Hatred of the GST unifies Canadians from coast to coast. But the tax will become slightly less villainous on Canada Day, when the Conservative government cuts it down from seven per cent to six.

It will be the first time in its 15-year history that the Goods and Services Tax has been lowered.

However, there could be glitches. Retailers must change thousands of cash registers and computer systems to accommodate the cut, and not all will be ready in time.

"I would recommend to consumers to check their receipts to make sure they have gotten the one per cent reduction," said Damian Campbell, a spokesperson for TechnicPOS, which sells point-of-sale systems to businesses.

With so many retailers across the country, it was inevitable that at least one was unaware Canada Day marked the change.

"I'm really surprised to know that it's going to be this Saturday," said one business owner.

Harper spent Friday reminding Canadians about the cut. He visited an Ottawa department store, posing for cameras behind a green sign printed with a six per cent symbol.

"Tomorrow is the big day. Tomorrow is when our taxes go down," said Harper.

Some shoppers were less than enthusiastic, arguing the reduction will be hardly noticed. Others offered only faint praise.

"It's not going to save a lot of money, but every penny counts," said one shopper.
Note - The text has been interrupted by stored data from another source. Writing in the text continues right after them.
// src/models/user.rs
// DOCUMENTATION: User account data structures
// PURPOSE: Defines account models for authentication and owner scoping

use chrono::{DateTime, Utc};
use serde::{Deserialize, Serialize};
use sqlx::FromRow;
use uuid::Uuid;
use validator::Validate;

/// Represents a user account record from the database
/// DOCUMENTATION: This struct maps directly to the users table
/// Every domain record carries this user's id for owner scoping
#[derive(Debug, Clone, Serialize, Deserialize, FromRow)]
pub struct User {
    /// Unique identifier (UUID v4)
    pub id: Uuid,

    /// Login email, stored lowercase, unique
    pub email: String,

    /// Bcrypt password hash - never serialized to API consumers
    #[serde(skip_serializing)]
    pub password_hash: String,

    /// Display name
    pub name: String,

    /// Opaque API token presented via the X-Api-Token header
    #[serde(skip_serializing)]
    pub api_token: String,

    /// When the account was created
    pub created_at: DateTime<Utc>,
}

/// Request DTO for POST /auth/login
#[derive(Debug, Deserialize, Validate)]
pub struct LoginRequest {
    #[validate(email)]
    pub email: String,

    #[validate(length(min = 1))]
    pub password: String,
}

/// Response DTO exposing only public account fields
#[derive(Debug, Serialize)]
pub struct UserResponse {
    pub id: Uuid,
    pub email: String,
    pub name: String,
    pub created_at: DateTime<Utc>,
}

/// Response DTO for successful login
#[derive(Debug, Serialize)]
pub struct LoginResponse {
    /// API token for subsequent requests
    pub token: String,
    pub user: UserResponse,
}

impl User {
    /// Convert User to UserResponse for API
    /// DOCUMENTATION: Strips credential material from the account record
    pub fn to_response(&self) -> UserResponse {
        UserResponse {
            id: self.id,
            email: self.email.clone(),
            name: self.name.clone(),
            created_at: self.created_at,
        }
    }
}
Consure Nathale Bernsden calculated she will save $1.67 on a dress she wants to buy, but argued the savings will help in the long run.

Analysts agree, estimating the GST cut may save the average Canadian a few hundred dollars a year. And for retailers offering expensive goods, the reduction could mean increased sales.

"Definitely, with retailers selling more luxury items, or higher-end items, there's a sense that the one per cent reduction is going to mean more to them," said Derek Nighbor of the Retail Council of Canada.

Meanwhile, some municipalities plan on pocketing the savings themselves, saying it would be too difficult to change signage on tax-included services. Parking meters will likely remain the same.

"We've made the decision we are not going to put the taxpayer to a huge expense in terms of changing over price lists," said John O'Brien of the Halifax Regional Municipality.

Watchdog warns hard liquor may get more expensive

Meanwhile, a tax watchdog warned the reduction may raise the price of hard liquor.

The government's maiden budget on May 2 raised excise taxes on tobacco and alcohol, saying it was necessary to maintain so-called "sin taxes."

"For a government that's trying to present itself as a friend to taxpayers, this is a bad idea," John Williamson of the Canadian Taxpayers Federation told The Canadian Press Friday.

"Because they tried to get cute with spirits, the tax on spirits is going to go up."

Beer and wine are to be taxed on a flat, per litre basis. So, cheap lagers will be taxed the same as expensive imported ales.

But the hard liquor excise tax is based on the retail price per bottle. And because excise taxes are set as a percentage of the federal excise tax, the money becomes a big source of revenue for the provinces. Alberta is the only exception.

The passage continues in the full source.